[Saved data entries]
....

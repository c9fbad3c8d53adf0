//! Class descriptors: the container's view of a type.
//!
//! Rust has no runtime reflection, so every class the container can build is
//! described once: its name, its constructor signature and constructor
//! function, and its callable methods. Descriptors are produced with
//! [`ClassBuilder`] or through the [`Injectable`] trait.

use std::{any::Any, collections::HashMap, fmt, sync::Arc};

use crate::{
    errors::{ContainerError, Result},
    signature::Signature,
    value::{Args, Instance, Value},
};

/// Type-erased constructor
pub type Constructor = Arc<dyn Fn(Args) -> Result<Instance> + Send + Sync>;

/// Type-erased method body
pub type MethodFn = Arc<dyn Fn(&Instance, Args) -> Result<Value> + Send + Sync>;

/// Types that describe themselves to the container.
///
/// ```
/// use ioc::{ClassBuilder, ClassDescriptor, Injectable};
///
/// #[derive(Default)]
/// struct Clock;
///
/// impl Injectable for Clock {
///     const CLASS: &'static str = "Clock";
///
///     fn describe() -> ClassDescriptor {
///         ClassBuilder::<Clock>::new(Self::CLASS).build()
///     }
/// }
/// ```
pub trait Injectable: Any + Send + Sync + Sized {
    const CLASS: &'static str;

    fn describe() -> ClassDescriptor;

    /// Wrap a value as an instance of this class
    fn into_instance(self) -> Instance {
        Instance::new(Self::CLASS, self)
    }
}

#[derive(Clone)]
pub struct MethodDescriptor {
    name: String,
    signature: Signature,
    body: MethodFn,
}

impl MethodDescriptor {
    pub fn name(&self) -> &str {
        &self.name
    }

    pub fn signature(&self) -> &Signature {
        &self.signature
    }

    pub fn call(&self, receiver: &Instance, args: Args) -> Result<Value> {
        (self.body)(receiver, args)
    }
}

impl fmt::Debug for MethodDescriptor {
    fn fmt(&self, f: &mut fmt::Formatter<'_>) -> fmt::Result {
        f.debug_struct("MethodDescriptor")
            .field("name", &self.name)
            .field("signature", &self.signature)
            .finish()
    }
}

#[derive(Clone)]
pub struct ClassDescriptor {
    name: String,
    constructor_signature: Signature,
    constructor: Constructor,
    methods: HashMap<String, MethodDescriptor>,
}

impl ClassDescriptor {
    pub fn name(&self) -> &str {
        &self.name
    }

    /// Empty for classes without an explicit constructor
    pub fn constructor_signature(&self) -> &Signature {
        &self.constructor_signature
    }

    pub fn construct(&self, args: Args) -> Result<Instance> {
        (self.constructor)(args)
    }

    pub fn method(&self, name: &str) -> Option<&MethodDescriptor> {
        self.methods.get(name)
    }

    pub fn has_method(&self, name: &str) -> bool {
        self.methods.contains_key(name)
    }

    pub fn method_names(&self) -> Vec<&str> {
        let mut names: Vec<&str> = self.methods.keys().map(String::as_str).collect();
        names.sort_unstable();
        names
    }
}

impl fmt::Debug for ClassDescriptor {
    fn fmt(&self, f: &mut fmt::Formatter<'_>) -> fmt::Result {
        f.debug_struct("ClassDescriptor")
            .field("name", &self.name)
            .field("constructor", &self.constructor_signature)
            .field("methods", &self.method_names())
            .finish()
    }
}

/// Builder for [`ClassDescriptor`] over a concrete Rust type `T`.
pub struct ClassBuilder<T> {
    name: String,
    constructor_signature: Signature,
    constructor: Constructor,
    methods: HashMap<String, MethodDescriptor>,
    _marker: std::marker::PhantomData<fn() -> T>,
}

impl<T> ClassBuilder<T>
where
    T: Default + Any + Send + Sync,
{
    /// Class without an explicit constructor: built with `T::default()`.
    pub fn new(name: impl Into<String>) -> Self {
        let name = name.into();
        let class: Arc<str> = Arc::from(name.as_str());
        let constructor: Constructor =
            Arc::new(move |_args| Ok(Instance::new(class.clone(), T::default())));

        Self::from_parts(name, Signature::new(), constructor)
    }
}

impl<T> ClassBuilder<T>
where
    T: Any + Send + Sync,
{
    /// Class with an explicit constructor. `f` receives one argument per
    /// parameter of `signature`, in declaration order.
    pub fn with_constructor<F>(name: impl Into<String>, signature: Signature, f: F) -> Self
    where
        F: Fn(Args) -> anyhow::Result<T> + Send + Sync + 'static,
    {
        let name = name.into();
        let class: Arc<str> = Arc::from(name.as_str());
        let target = format!("{}::__construct", name);
        let constructor: Constructor = Arc::new(move |args| {
            let object = f(args).map_err(|e| ContainerError::from_user(e, &target))?;
            Ok(Instance::new(class.clone(), object))
        });

        Self::from_parts(name, signature, constructor)
    }

    fn from_parts(name: String, constructor_signature: Signature, constructor: Constructor) -> Self {
        Self {
            name,
            constructor_signature,
            constructor,
            methods: HashMap::new(),
            _marker: std::marker::PhantomData,
        }
    }

    /// Register a callable method. The receiver is the resolved instance.
    pub fn method<F>(mut self, name: impl Into<String>, signature: Signature, f: F) -> Self
    where
        F: Fn(&T, Args) -> anyhow::Result<Value> + Send + Sync + 'static,
    {
        let name = name.into();
        let target = format!("{}::{}", self.name, name);
        let body: MethodFn = Arc::new(move |receiver, args| {
            let this = receiver.downcast_ref::<T>().ok_or_else(|| ContainerError::TypeMismatch {
                expected: std::any::type_name::<T>().to_string(),
                actual: receiver.class().to_string(),
            })?;
            f(this, args).map_err(|e| ContainerError::from_user(e, &target))
        });

        self.methods.insert(
            name.clone(),
            MethodDescriptor {
                name,
                signature,
                body,
            },
        );
        self
    }

    pub fn build(self) -> ClassDescriptor {
        ClassDescriptor {
            name: self.name,
            constructor_signature: self.constructor_signature,
            constructor: self.constructor,
            methods: self.methods,
        }
    }
}
#[cfg(test)]
mod tests {
    use super::*;

    #[test]
    fn positions_need_three_numbers() {
        assert_eq!(parse_position("1, -2.5,3").unwrap(), [1.0, -2.5, 3.0]);
        assert!(parse_position("1,2").is_err());
        assert!(parse_position("1,2,x").is_err());
    }

    #[test]
    fn covalent_flags_build_a_target() {
        let target = covalent_target(
            None,
            Some("A:145".to_string()),
            Some("SG".to_string()),
            "[CH2]",
            Some("0,1,2".to_string()),
            true,
        )
        .unwrap();
        assert_eq!(target.receptor_atom, "A:145:SG");
        assert_eq!(target.ligand_pattern, "[CH2]");
        assert_eq!(target.ligand_position, Some([0.0, 1.0, 2.0]));
        assert!(target.optimize);

        assert!(covalent_target(None, None, None, "[CH2]", None, false).is_err());
        assert!(covalent_target(Some("A:1:SG".to_string()), None, None, "", None, false).is_err());
    }

    #[test]
    fn covalent_cli_requires_a_ligand_pattern() {
        let missing =
            Args::try_parse_from(["gnina-batch", "covalent", "--receptor-atom", "A:145:SG"]);
        assert!(missing.is_err());

        let args = Args::try_parse_from([
            "gnina-batch",
            "covalent",
            "--receptor-atom",
            "A:145:SG",
            "--lig-pattern",
            "[CH2]",
        ])
        .unwrap();
        match args.command {
            Commands::Covalent { lig_pattern, .. } => assert_eq!(lig_pattern, "[CH2]"),
            other => panic!("unexpected: {:?}", other),
        }
    }

    #[test]
    fn cli_parses_stage_lists() {
        let args = Args::try_parse_from(["gnina-batch", "tiered", "--stages", "A,b"]).unwrap();
        match args.command {
            Commands::Tiered { stages } => assert_eq!(stages, vec![Stage::A, Stage::B]),
            other => panic!("unexpected: {:?}", other),
        }

        let args = Args::try_parse_from(["gnina-batch", "--cpu", "-j", "8", "validate"]).unwrap();
        assert!(args.cpu);
        assert_eq!(args.concurrency, Some(8));
    }

    #[cfg(unix)]
    #[tokio::test]
    async fn docking_run_writes_every_report() {
        use crate::testutil::Project;

        let project = Project::new();
        project.add_receptor("rec.pdbqt");
        project.add_ligand("lig.pdbqt", Some(0.8));
        std::fs::write(
            project.path().join("pairlist.csv"),
            "Receptor,Ligand,Center X,Center Y,Center Z,Size X,Size Y,Size Z\n\
             rec,lig,1,2,3,20,20,20\n\
             rec,absent,1,2,3,20,20,20\n",
        )
        .unwrap();

        run_docking(&project.config, DockingMode::Standard, "standard")
            .await
            .unwrap();

        let results = project.path().join("results");
        let table = std::fs::read_to_string(results.join("results_table.csv")).unwrap();
        assert_eq!(table.lines().count(), 3);
        assert!(table.starts_with("pair_id,receptor,ligand,site_id,mode,status"));

        let doc = WorkflowResults::load_from_json(results.join("standard_results.json")).unwrap();
        assert_eq!((doc.summary.succeeded, doc.summary.failed), (1, 1));

        let state: serde_json::Value = serde_json::from_str(
            &std::fs::read_to_string(results.join("docking_state.json")).unwrap(),
        )
        .unwrap();
        assert_eq!(state["completed"], serde_json::json!(["rec_site_1_lig"]));

        let report: serde_json::Value = serde_json::from_str(
            &std::fs::read_to_string(results.join("quality_report.json")).unwrap(),
        )
        .unwrap();
        assert_eq!(report["succeeded"], 1);

        // A second run resumes the docked pair and still records it.
        run_docking(&project.config, DockingMode::Standard, "standard")
            .await
            .unwrap();
        let saved = results.join("standard_results.json");
        let doc = WorkflowResults::load_from_json(&saved).unwrap();
        assert_eq!(doc.summary.skipped, 1);
        let kept: Vec<(&str, bool)> = doc
            .results
            .iter()
            .map(|r| (r.pair_id.as_str(), r.resumed))
            .collect();
        assert_eq!(
            kept,
            vec![("rec_site_1_lig", true), ("rec_site_2_absent", false)]
        );

        aggregate_only(&project.config, Some(&saved), "").unwrap();
        let report: serde_json::Value = serde_json::from_str(
            &std::fs::read_to_string(results.join("quality_report.json")).unwrap(),
        )
        .unwrap();
        assert_eq!(report["succeeded"], 1);
        assert_eq!(report["cnn_score"]["max"], 0.8);
    }

    #[cfg(unix)]
    #[test]
    fn missing_binary_stops_before_any_dispatch() {
        use crate::error::PrerequisiteError;
        use crate::testutil::Project;

        let project = Project::new();
        let config = Config {
            gnina_binary: project.path().join("bin/not-gnina"),
            ..project.config.clone()
        };
        let err = config.check_prerequisites().unwrap_err();
        assert!(matches!(err, PrerequisiteError::MissingBinary(_)));
    }
}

....

:: Work instruction ::
Find and copy each line of the data where "MethodDescriptor" is present.

:: Expected answer ::
pub struct MethodDescriptor {
impl MethodDescriptor {
impl fmt::Debug for MethodDescriptor {
        f.debug_struct("MethodDescriptor")
    methods: HashMap<String, MethodDescriptor>,
    pub fn method(&self, name: &str) -> Option<&MethodDescriptor> {
    methods: HashMap<String, MethodDescriptor>,
            MethodDescriptor {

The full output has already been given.